O documentário, distribuído em Portugal pela Midas Filmes, teve estreia mundial na última edição do Festival de Cannes, em maio de 2014, onde recebeu uma Menção Especial do Júri da secção "Un Certain Regard".

Em Portugal, o filme foi exibido em dezembro do ano passado, no encerramento do Festival PortoPostDoc, no Teatro Municipal Rivoli, no Porto.

Nos últimos 40 anos, Sebastião Salgado viajou por todos os continentes, testemunhando conflitos internacionais, fome e o êxodo de populações, além de ter documentado algumas das paisagens mais grandiosas da natureza do planeta.

Em «O Sal da Terra», Sebastião Salgado vai narrando algumas histórias por trás das fotografias, nomeadamente as que fez para o projeto "Êxodos", no qual retratou centenas de homens, mulheres e crianças a morrer de fome, em países como o Mali e o Uganda, entre 1994 e 2000.

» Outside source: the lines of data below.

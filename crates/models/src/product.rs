use sea_orm::{entity::prelude::*, ActiveValue::NotSet, IntoActiveModel, Set};
use serde::{Deserialize, Serialize};
use utoipa::ToSchema;

use crate::{category, item, Record, Submission};

#[derive(Clone, Debug, PartialEq, DeriveEntityModel, Serialize, Deserialize, ToSchema)]
#[schema(as = Product)]
#[sea_orm(table_name = "product")]
pub struct Model {
    #[sea_orm(primary_key)]
    pub id: i32,
    pub version: i32,
    pub name: String,
    #[serde(default, skip_serializing_if = "Option::is_none")]
    pub description: Option<String>,
    #[serde(default, skip_serializing_if = "Option::is_none")]
    pub category_id: Option<i32>,
}

#[derive(Copy, Clone, Debug, EnumIter)]
pub enum Relation { Category, Item }

impl RelationTrait for Relation {
    fn def(&self) -> RelationDef {
        match self {
            Relation::Category => Entity::belongs_to(category::Entity)
                .from(Column::CategoryId)
                .to(category::Column::Id)
                .into(),
            Relation::Item => Entity::has_many(item::Entity).into(),
        }
    }
}

impl Related<category::Entity> for Entity {
    fn to() -> RelationDef { Relation::Category.def() }
}

impl Related<item::Entity> for Entity {
    fn to() -> RelationDef { Relation::Item.def() }
}

impl ActiveModelBehavior for ActiveModel {}

impl Record for Model {
    fn id(&self) -> i32 { self.id }
    fn version(&self) -> i32 { self.version }
}

/// Product as submitted on create/update. The category is referenced by id.
#[derive(Clone, Debug, Default, PartialEq, Serialize, Deserialize, ToSchema)]
#[schema(as = ProductPayload)]
pub struct Payload {
    #[serde(default, skip_serializing_if = "Option::is_none")]
    pub id: Option<i32>,
    #[serde(default, skip_serializing_if = "Option::is_none")]
    pub version: Option<i32>,
    pub name: String,
    #[serde(default, skip_serializing_if = "Option::is_none")]
    pub description: Option<String>,
    #[serde(default, skip_serializing_if = "Option::is_none")]
    pub category_id: Option<i32>,
}

impl Submission for Payload {
    fn id(&self) -> Option<i32> { self.id }
    fn version(&self) -> Option<i32> { self.version }
}

impl IntoActiveModel<ActiveModel> for Payload {
    fn into_active_model(self) -> ActiveModel {
        ActiveModel {
            id: NotSet,
            version: NotSet,
            name: Set(self.name),
            description: Set(self.description),
            category_id: Set(self.category_id),
        }
    }
}

/// Product as read back, with its category embedded.
#[derive(Clone, Debug, PartialEq, Serialize, Deserialize, ToSchema)]
#[schema(as = ProductView)]
pub struct View {
    pub id: i32,
    pub version: i32,
    pub name: String,
    #[serde(default, skip_serializing_if = "Option::is_none")]
    pub description: Option<String>,
    #[serde(default, skip_serializing_if = "Option::is_none")]
    pub category_id: Option<i32>,
    #[serde(default, skip_serializing_if = "Option::is_none")]
    #[schema(inline)]
    pub category: Option<category::Model>,
}

impl View {
    pub fn from_parts(product: Model, category: Option<category::Model>) -> Self {
        Self {
            id: product.id,
            version: product.version,
            name: product.name,
            description: product.description,
            category_id: product.category_id,
            category,
        }
    }
}

impl Record for View {
    fn id(&self) -> i32 { self.id }
    fn version(&self) -> i32 { self.version }
}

Ao lado das imagens humanas mais dramáticas, surgem também as histórias sobre o projeto "Terra", em que são retratados ecossistemas pouco explorados pelo homem, e que começou nas ilhas Galápagos, onde Darwin recolheu muita informação para formular a teoria da evolução, em 1835.

Em julho do ano passado, o fotógrafo brasileiro lançou em Portugal o livro «Da Minha Terra à Terra», pela editora Individual, no qual conta pela primeira vez a história pessoal e faz revelações das raízes políticas, éticas e existenciais do seu trabalho.

Nascido a 8 de fevereiro de 1944, em Aimorés, Minas Gerais, Sebastião Salgado é formado em Economia e começou a sua carreira de fotógrafo em Paris, em 1973.

O seu trabalho foi alvo de uma grande exposição em Portugal, em 1993, na inauguração do Centro Cultural de Belém, em Lisboa, onde mostrou também cerca de 250 imagens.

Membro das agências de fotografia Sygma, Gamma e, posteriormente, a Magnum, Sebastião Salgado fundou a Amazonas Images, com a mulher, Lélia Wanick, em 1994, e juntos criaram o Instituto Terra para a reflorestação da Mata Atlântica brasileira.